• [Instructions for the task]: Each line that contains "normal" needs to be copied from the listing.

• [Data for this exercise]:

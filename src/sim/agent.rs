//! Hero kinematics
//!
//! The hero chases the pointer with eased acceleration, friction and a speed
//! cap, slides along rock walls one axis at a time, and bounces off rock piles.
//! A tick never leaves the hero somewhere it cannot be.

use glam::Vec2;
use serde::{Deserialize, Serialize};

use super::collision::{bounce_velocity, circle_circle_collision};
use super::world::GeometryWorld;
use crate::consts::*;
use crate::settings::HeroSettings;

#[derive(Debug, Clone, PartialEq, Serialize, Deserialize)]
pub struct Agent {
    pub pos: Vec2,
    /// World units per tick
    pub vel: Vec2,
    pub radius: f32,
    pub max_speed: f32,
    pub acceleration: f32,
    pub friction: f32,
    pub stop_threshold: f32,
}

impl Agent {
    pub fn new(pos: Vec2, hero: &HeroSettings) -> Self {
        Self {
            pos,
            vel: Vec2::ZERO,
            radius: hero.radius,
            max_speed: hero.max_speed,
            acceleration: hero.acceleration,
            friction: hero.friction,
            stop_threshold: hero.stop_threshold,
        }
    }

    #[inline]
    pub fn speed(&self) -> f32 {
        self.vel.length()
    }

    /// Advance one tick toward `target`
    pub fn step(&mut self, target: Vec2, world: &GeometryWorld) {
        let start = self.pos;

        self.steer(target);
        self.move_against_rock(world);
        self.resolve_piles(world);

        // Pile push-out can shove the hero into rock or another pile
        if !self.position_is_valid(world) {
            self.pos = start;
            self.vel *= BLOCKED_DECAY;
        }
    }

    /// Accelerate toward the target, then friction, snap and clamp
    fn steer(&mut self, target: Vec2) {
        let to_target = target - self.pos;
        let distance = to_target.length();

        if distance > DEAD_ZONE {
            let dir = to_target / distance;
            let accel = if distance > ACCEL_FALLOFF {
                self.acceleration
            } else {
                self.acceleration * (distance / ACCEL_FALLOFF)
            };
            self.vel += dir * accel;
        } else {
            self.vel *= DEAD_ZONE_DAMPING;
        }

        self.vel *= self.friction;

        if self.vel.x.abs() < self.stop_threshold {
            self.vel.x = 0.0;
        }
        if self.vel.y.abs() < self.stop_threshold {
            self.vel.y = 0.0;
        }

        let speed = self.vel.length();
        if speed > self.max_speed {
            self.vel = self.vel / speed * self.max_speed;
        }
    }

    /// Full move, else slide along one axis, else stall
    fn move_against_rock(&mut self, world: &GeometryWorld) {
        let next = self.pos + self.vel;

        if world.is_traversable(next) {
            self.pos = next;
        } else if world.is_traversable(Vec2::new(next.x, self.pos.y)) {
            self.pos.x = next.x;
            self.vel.y = 0.0;
        } else if world.is_traversable(Vec2::new(self.pos.x, next.y)) {
            self.pos.y = next.y;
            self.vel.x = 0.0;
        } else {
            self.vel *= BLOCKED_DECAY;
        }
    }

    /// Push out of overlapping piles and bounce off them
    fn resolve_piles(&mut self, world: &GeometryWorld) {
        for pile in world.piles() {
            let hit = circle_circle_collision(self.pos, self.radius, pile.pos, pile.radius, -self.vel);
            if !hit.hit {
                continue;
            }
            self.pos += hit.normal * hit.penetration;
            self.vel = bounce_velocity(self.vel, hit.normal, PILE_RESTITUTION);
        }
    }

    /// Traversable and clear of every pile
    pub fn position_is_valid(&self, world: &GeometryWorld) -> bool {
        world.is_traversable(self.pos)
            && world
                .piles()
                .iter()
                .all(|pile| !pile.overlaps(self.pos, self.radius - PILE_CONTACT_SLOP))
    }
}

/// Touching contact after a push-out may land a hair inside the pile
const PILE_CONTACT_SLOP: f32 = 1e-3;

#[cfg(test)]
mod tests {
    use super::*;
    use crate::sim::density::{DensityField, Sphere};
    use proptest::prelude::*;

    const CENTER: Vec2 = Vec2::new(400.0, 300.0);

    fn world(threshold: f32) -> GeometryWorld {
        GeometryWorld::new(
            DensityField::new(11, Sphere::new(CENTER, 200.0), 0.01, threshold),
            64.0,
        )
    }

    fn hero(pos: Vec2) -> Agent {
        Agent::new(pos, &HeroSettings::default())
    }

    #[test]
    fn test_accelerates_toward_target() {
        let world = world(-1.0);
        let mut agent = hero(CENTER);
        agent.step(CENTER + Vec2::new(100.0, 0.0), &world);
        assert!(agent.vel.x > 0.0);
        assert_eq!(agent.vel.y, 0.0);
        assert!(agent.pos.x > CENTER.x);
    }

    #[test]
    fn test_first_tick_snaps_small_velocity() {
        let world = world(-1.0);
        let mut agent = hero(CENTER);
        // 0.15 * 0.92 = 0.138 survives, but the y component is zero anyway
        agent.step(CENTER + Vec2::new(0.0, 100.0), &world);
        assert_eq!(agent.vel.x, 0.0);
        assert!((agent.vel.y - 0.138).abs() < 1e-4);

        // Inside the falloff the push is tiny and gets snapped away
        let mut agent = hero(CENTER);
        agent.step(CENTER + Vec2::new(10.0, 0.0), &world);
        assert_eq!(agent.vel, Vec2::ZERO);
        assert_eq!(agent.pos, CENTER);
    }

    #[test]
    fn test_dead_zone_bleeds_velocity() {
        let world = world(-1.0);
        let mut agent = hero(CENTER);
        agent.vel = Vec2::new(2.0, 0.0);
        agent.step(CENTER + Vec2::new(1.0, 0.0), &world);
        assert!((agent.vel.x - 2.0 * 0.8 * 0.92).abs() < 1e-4);
    }

    #[test]
    fn test_speed_clamped() {
        let world = world(-1.0);
        let mut agent = hero(CENTER);
        agent.vel = Vec2::new(30.0, -40.0);
        agent.step(CENTER + Vec2::new(0.0, 150.0), &world);
        assert!(agent.speed() <= agent.max_speed + 1e-4);
    }

    #[test]
    fn test_slides_along_wall() {
        let world = world(-1.0);
        // Just inside the right edge of the sphere, moving up and to the right
        let start = CENTER + Vec2::new(199.0, 0.0);
        let mut agent = hero(start);
        agent.vel = Vec2::new(3.0, -2.0);
        agent.step(start + Vec2::new(300.0, -200.0), &world);
        assert!(world.is_traversable(agent.pos));
        assert_eq!(agent.pos.x, start.x, "horizontal motion blocked by rock");
        assert!(agent.pos.y < start.y, "slid vertically");
        assert_eq!(agent.vel.x, 0.0);
    }

    #[test]
    fn test_stalls_when_boxed_in() {
        let world = world(-1.0);
        // Right at the sphere's rightmost point: any step right is rock
        let start = CENTER + Vec2::new(200.0, 0.0);
        let mut agent = hero(start);
        agent.vel = Vec2::new(4.0, 0.0);
        agent.step(start + Vec2::new(300.0, 0.0), &world);
        assert_eq!(agent.pos, start);
        assert!(agent.speed() < 1.0);
    }

    #[test]
    fn test_bounces_off_pile() {
        let mut world = world(-1.0);
        world.add_pile(CENTER + Vec2::new(20.0, 0.0), 10.0, 0.0, 1);
        let mut agent = hero(CENTER + Vec2::new(4.0, 0.0));
        agent.vel = Vec2::new(3.0, 0.0);
        agent.step(CENTER + Vec2::new(100.0, 0.0), &world);

        let pile = &world.piles()[0];
        assert!(agent.pos.distance(pile.pos) >= pile.radius + agent.radius - 1e-3);
        assert!(agent.vel.x < 0.0, "bounced back, got {:?}", agent.vel);
        assert!(agent.position_is_valid(&world));
    }

    #[test]
    fn test_pile_push_out_lands_at_contact() {
        let mut world = world(-1.0);
        let pile_pos = CENTER + Vec2::new(30.0, 10.0);
        world.add_pile(pile_pos, 15.0, 0.0, 1);
        // Start clear of the pile and drift straight into it
        let start = CENTER + Vec2::new(10.0, 10.0);
        let mut agent = hero(start);
        agent.vel = Vec2::new(3.0, 0.0);
        agent.step(start + Vec2::new(100.0, 0.0), &world);

        assert!((agent.pos.distance(pile_pos) - 19.0).abs() < 1e-3);
        assert!(agent.pos.x < pile_pos.x);
        assert!((agent.pos.y - pile_pos.y).abs() < 1e-4);
        assert!(agent.position_is_valid(&world));
    }

    #[test]
    fn test_settles_against_rock_scenario() {
        // Pointer buried in rock well beyond the sphere wall
        let world = world(-1.0);
        let mut agent = hero(CENTER);
        let target = CENTER + Vec2::new(400.0, 0.0);
        for _ in 0..600 {
            agent.step(target, &world);
            assert!(world.is_traversable(agent.pos));
            assert!(agent.speed() <= agent.max_speed + 1e-4);
        }
        assert!(agent.pos.distance(CENTER) <= 200.0);
        assert!(agent.pos.x > CENTER.x + 190.0);
        assert!(agent.speed() < 0.5, "speed {}", agent.speed());
    }

    proptest! {
        #[test]
        fn prop_step_keeps_speed_and_position_valid(
            start_angle in 0.0f32..std::f32::consts::TAU,
            start_frac in 0.0f32..0.95,
            vx in -10.0f32..10.0,
            vy in -10.0f32..10.0,
            tx in -400.0f32..1200.0,
            ty in -400.0f32..1000.0,
            ticks in 1usize..60,
            threshold in -1.0f32..1.2,
        ) {
            let mut world = world(threshold);
            world.add_pile(CENTER + Vec2::new(60.0, 40.0), 12.0, 0.0, 1);
            world.add_pile(CENTER + Vec2::new(-80.0, -30.0), 20.0, 0.0, 1);

            let start = CENTER + crate::polar_to_cartesian(200.0 * start_frac, start_angle);
            let mut agent = hero(start);
            prop_assume!(agent.position_is_valid(&world));
            agent.vel = Vec2::new(vx, vy);

            for _ in 0..ticks {
                agent.step(Vec2::new(tx, ty), &world);
                prop_assert!(agent.speed() <= agent.max_speed + 1e-3);
                prop_assert!(world.is_traversable(agent.pos));
                prop_assert!(agent.position_is_valid(&world));
            }
        }
    }
}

• [Exercise response]:
            self.pos += hit.normal * hit.penetration;
            self.vel = bounce_velocity(self.vel, hit.normal, PILE_RESTITUTION);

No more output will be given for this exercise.